The plan came with what Dombi described as an “aggressive timeline,” hoping the merger would be done by 2024.

“It’s an aggressive timeline even if we’ve been moving very, very deliberately,” Dombi told a group of reporters at NAHC’s annual conference. “We have yet to exchange the data and have it analyzed on the due diligence side of things. Obviously, fiduciary obligations tell us we’ve got to do a deep dive here, and no one’s not cooperating in this — it’s just going to take some time.”

From now until the potential merger, NAHC and NHPCO will be operating business as usual and will work as two separate entities. If the merger is finalized, the two will then integrate their businesses together and will work on a combined strategy that will be put in place for 2025.

During a keynote speech at NAHC’s annual conference, Dombi said the goal of the merger is to create “one single organization integrated from top to bottom, with the recognition that health care at home is a broad breadth of services that we’re there to represent.”

Following the announcement, Dombi told reporters that he and NAHC had received some pushback about the merger, particularly from one sector.

“Most of the negative comments, for example, have included, ‘Will hospice get lost in this mix?’” Dombi said. “Those are coming from people who don’t really understand that hospice is not a new area for us. There have been decades of very successful work on the advocacy side for hospice. The education side of [the merger] should take care of some of the criticisms and some of the questions that have been raised.”

As far as Dombi’s future with the association, he is expected to stay on board through 2024 to see through the potential merger. After that is still up in air.

“The intention is that I’m here through 2024,” Dombi said. “With an expectation that, assuming we come together somewhere in the middle of the year, then I’m there in the role of the new organization as the president emeritus. Something like that.”

The latest

During a virtual town hall meeting earlier this month, NAHC’s board chair Ken Albert said the next few months will consist of organizational structure meetings with a steering committee and a CEO search for the new association.

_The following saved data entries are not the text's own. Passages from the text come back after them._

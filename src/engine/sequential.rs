// Copyright (c) 2025 Steve Wagner (ciroque@live.com)
// SPDX-License-Identifier: MIT

use std::any::Any;
use std::panic::{self, AssertUnwindSafe};

use crate::errors::PipelineError;
use crate::jobs::ResultHandle;
use crate::traits::{Executor, Task, TaskResult};

/// Text of a caught panic payload.
pub(crate) fn panic_message(payload: Box<dyn Any + Send>) -> String {
    if let Some(message) = payload.downcast_ref::<&str>() {
        message.to_string()
    } else if let Some(message) = payload.downcast_ref::<String>() {
        message.clone()
    } else {
        "non-string panic payload".to_string()
    }
}

/// Runs each task immediately on the calling thread and returns an
/// already-resolved handle.
///
/// A panicking task resolves its handle with [`PipelineError::TaskPanicked`].
#[derive(Debug, Clone, Copy, Default)]
pub struct SequentialExecutor;

impl SequentialExecutor {
    pub fn new() -> Self {
        Self
    }
}

impl Executor for SequentialExecutor {
    fn submit(&self, task: Task) -> ResultHandle<TaskResult> {
        let result = panic::catch_unwind(AssertUnwindSafe(task))
            .unwrap_or_else(|payload| Err(PipelineError::TaskPanicked(panic_message(payload))));
        ResultHandle::completed(result)
    }

    fn name(&self) -> &'static str {
        "sequential"
    }
}

#[cfg(test)]
mod tests {
    use super::*;
    use crate::data::{Payload, TypedData};

    #[test]
    fn test_result_is_ready_on_return() {
        let handle = SequentialExecutor::new().submit(Box::new(|| {
            Ok(Payload::from_data(TypedData::integer(5)))
        }));
        let payload = handle.try_get().unwrap().unwrap();
        assert_eq!(payload.data, TypedData::integer(5));
    }

    #[test]
    fn test_failure_is_delivered_not_swallowed() {
        let handle = SequentialExecutor::new()
            .submit(Box::new(|| Err(PipelineError::Load("missing.yaml".to_string()))));
        assert_eq!(
            handle.try_get(),
            Some(Err(PipelineError::Load("missing.yaml".to_string())))
        );
    }

    #[test]
    fn test_panic_becomes_error() {
        let handle = SequentialExecutor::new().submit(Box::new(|| -> TaskResult { panic!("boom") }));
        assert_eq!(
            handle.try_get(),
            Some(Err(PipelineError::TaskPanicked("boom".to_string())))
        );

        let formatted = SequentialExecutor::new()
            .submit(Box::new(|| -> TaskResult { panic!("node {} failed", 3) }));
        assert_eq!(
            formatted.try_get(),
            Some(Err(PipelineError::TaskPanicked("node 3 failed".to_string())))
        );
    }
}
/// Subscription pattern workers use to pick up job descriptors
pub const JOB_CFG_PATTERN: &str = "jobs.*.cfg";
/// Subscription pattern the orchestrator uses for completions
pub const JOB_STATUS_PATTERN: &str = "jobs.*.status";
/// Metadata key, and result-context key, carrying the job identifier
pub const JOB_ID_KEY: &str = "job_id";
/// Metadata key carrying the pipeline specification
pub const PIPELINE_KEY: &str = "pipeline";

/// Default capacity of the orchestrator's in-process job queue
pub const DEFAULT_QUEUE_CAPACITY: usize = 1024;
/// Default time the orchestrator waits on its queue per loop iteration
pub const DEFAULT_POP_TIMEOUT_MS: u64 = 50;
/// Default sleep between empty worker subscribe cycles
pub const DEFAULT_POLL_INTERVAL_MS: u64 = 20;
/// Default number of workers started by the binary
pub const DEFAULT_WORKER_COUNT: usize = 2;
/// Default time the binary waits for each job result
pub const DEFAULT_RESULT_TIMEOUT_MS: u64 = 10_000;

“We will absolutely identify the economic and financial framework that we need to work with in order to be able to balance association management with highly qualified staff to produce a value-based product for our members,” Albert said. “I think that also includes hopefully being able to take some reserves on an annual basis to invest in a portfolio for rainy day investment. I think that’s prudent under these circumstances. It reminds me that we need to continue to reassure our members that business prudence and due diligence is being employed all along the way as we’re designing what this new organization will look like.”

The definitive agreement should be signed and finalized by the end of the year, Albert said.

“Our conversations are always focused around what members need,” Albert said. “Building something that is with an eye towards the future and taking the best from both organizations as we move forward.”